Penghasilan klinik lumayan. Aku juga tidak menuntut kamu membayarnya secara
tunai. Jangka waktu angsurannya aku kembalikan ke kamu nanti. Bisa diatur itu.”
Nad terhenyak.
Setelah berpikir beberapa lama dia pun menerima penawaran
Vina. Selama beberapa minggu Nad bertindak seperti dokter magang di bawah
pengawasan suami Vina.
Tapi keanehan pada tawaran Vina akhirnya terbukti. Lama
kelamaan Nad tahu kalau klinik itu sebenarnya ilegal. Tapi Nad “tidak bisa”
pergi kemana-mana lagi. Apalagi dia juga
mulai menikmati pendapatan dari klinik aborsi tersebut.
Sebelum Vina pergi, dia juga mengajarkan beberapa jurus
penting seperti bagaimana cara mengelabui petugas, bagaimana cara memilah
pasien, bagaimana menangani komplain dan hal-hal lainnya.
Sepeninggal Vina dan suaminya, Nad mengajak Tora ikut
membantunya mengelola klinik. Walaupun pada awalnya Tora sangat keberatan, namun
karena rasa setiakawannya yang tinggi dia menyanggupinya juga.
---
Waktu menunjukkan pukul 02. 50 dini hari.
Setelah menerima panggilan Tora, justru Nad yang tidak bisa
tidur. Sejak tadi dia hanya bolak-balik di atas tempat tidurnya. Ucapan-ucapan Tora
barusan rupanya cukup berhasil terngiang-ngiang di telinganya. Tapi dia
menegarkan hatinya. Tora mungkin hanya kelelahan saja, sehingga berpikiran aneh
seperti itu.
Dalam keremangan cahaya lampu tidur, dia melirik pintu kamar.

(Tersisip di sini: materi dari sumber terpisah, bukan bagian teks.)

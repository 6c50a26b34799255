use super::galois::GenericGF;
use super::poly::GFPoly;
use crate::common::error::{BarcodeError, BarcodeResult};

// Reed-Solomon encoder
//------------------------------------------------------------------------------

/// Computes error correction codewords. Generator polynomials are cached so encoding many
/// blocks with the same ec length only builds the generator once.
#[derive(Debug, Clone)]
pub struct ReedSolomonEncoder {
    field: &'static GenericGF,
    cached_generators: Vec<GFPoly>,
}

impl ReedSolomonEncoder {
    pub fn new(field: &'static GenericGF) -> Self {
        Self { field, cached_generators: vec![field.one()] }
    }

    fn build_generator(&mut self, degree: usize) -> BarcodeResult<&GFPoly> {
        let base = self.field.generator_base();
        while self.cached_generators.len() <= degree {
            let d = self.cached_generators.len();
            let last = &self.cached_generators[d - 1];
            let factor = GFPoly::new(self.field, &[1, self.field.exp(d - 1 + base)])?;
            let next = last.multiply(&factor)?;
            self.cached_generators.push(next);
        }
        Ok(&self.cached_generators[degree])
    }

    /// Overwrites the trailing `ec_len` bytes of `to_encode` with the error correction
    /// codewords for the data bytes in front of them.
    pub fn encode(&mut self, to_encode: &mut [u8], ec_len: usize) -> BarcodeResult<()> {
        if ec_len == 0 {
            return Err(BarcodeError::illegal("No error correction bytes"));
        }
        if to_encode.len() <= ec_len {
            return Err(BarcodeError::illegal("No data bytes provided"));
        }
        let data_len = to_encode.len() - ec_len;
        let field = self.field;
        let generator = self.build_generator(ec_len)?.clone();

        let info = GFPoly::new(field, &to_encode[..data_len])?.multiply_by_monomial(ec_len, 1);
        let (_, remainder) = info.divide(&generator)?;
        let coefficients = remainder.coefficients();

        let zeros = ec_len - coefficients.len();
        to_encode[data_len..data_len + zeros].fill(0);
        to_encode[data_len + zeros..].copy_from_slice(coefficients);
        Ok(())
    }
}

#[cfg(test)]
mod encoder_tests {
    use super::ReedSolomonEncoder;
    use crate::common::ec::galois::QR_CODE_FIELD_256;

    #[test]
    fn test_qr_reference_block() {
        // Version 1-M "01234567" from ISO 18004 annex I
        let data = [
            0x10, 0x20, 0x0c, 0x56, 0x61, 0x80, 0xec, 0x11, 0xec, 0x11, 0xec, 0x11, 0xec, 0x11,
            0xec, 0x11,
        ];
        let ecc = [0xa5, 0x24, 0xd4, 0xc1, 0xed, 0x36, 0xc7, 0x87, 0x2c, 0x55];
        let mut block = data.to_vec();
        block.extend([0u8; 10]);
        let mut encoder = ReedSolomonEncoder::new(&QR_CODE_FIELD_256);
        encoder.encode(&mut block, 10).unwrap();
        assert_eq!(&block[..16], &data);
        assert_eq!(&block[16..], &ecc);
    }

    #[test]
    fn test_invalid_lengths() {
        let mut encoder = ReedSolomonEncoder::new(&QR_CODE_FIELD_256);
        assert!(encoder.encode(&mut [1, 2, 3], 0).is_err());
        assert!(encoder.encode(&mut [1, 2, 3], 3).is_err());
    }

    #[test]
    fn test_generator_cache_grows() {
        let mut encoder = ReedSolomonEncoder::new(&QR_CODE_FIELD_256);
        encoder.encode(&mut [7; 20], 7).unwrap();
        assert_eq!(encoder.cached_generators.len(), 8);
        encoder.encode(&mut [7; 20], 3).unwrap();
        assert_eq!(encoder.cached_generators.len(), 8);
        assert_eq!(encoder.cached_generators[7].degree(), 7);
    }
}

Di rumah kontrakan itu, dia tinggal bersama Diana, salah satu adik kelasnya
saat masih tinggal di panti asuhan dulu. Sempat terbersit di pikirannya membangunkan
Diana di kamar sebelah untuk menumpang tidur di kamarnya. Tapi dia juga merasa
tidak enak mengganggu di ujung subuh seperti ini. Diana pun pasti sedang menikmati
puncak tidurnya.
Nad pun beranjak ke
dapur untuk membuat segelas susu hangat. Minuman itu biasa cukup ampuh
memancing rasa kantuknya.
Begitu masuk kembali ke kamarnya, dia merasa bulu kuduknya
berdiri. Tapi dia menghibur diri dengan menganggap udara memang menjadi lebih
dingin di subuh hari seperti ini. Dia pun menyalakan lampu agar kamar lebih
terang benderang. Begitu menutup kembali pintu kamarnya, dia mendengar suara
seperti seekor kucing mengeong dari dalam kamarnya. Refleks dia berbalik dan
mengedarkan pandangan ke seluruh penjuru kamar untuk mencari asal suara itu.
Tidak ada apa-apa.
Suara yang sama terdengar kembali, hanya kali ini lebih
keras. Ketika melangkahkan kaki barulah dia melihat asal suara itu. Bukan kucing. Bukan sama
sekali. Tetapi seonggok daging di ujung ranjangnya, menyerupai bayi yang masih
sangat kecil. Bayi itu bergerak-gerak dengan tubuh bermandi darah. Mulut
mungilnya terbuka lebar dan terdengar lagi suara erangan mirip suara
kucing tersebut.
Nad terkejut setengah mati sehingga gelas susunya terjatuh
ke lantai dan pecah berantakan. Secepat kilat dia berbalik untuk melarikan diri
dari situ. Tapi malangnya dia lupa kalau dia baru saja menutup pintu. Tubuhnya
pun menabrak pintu kamar dengan keras dan jatuh terpelanting ke belakang.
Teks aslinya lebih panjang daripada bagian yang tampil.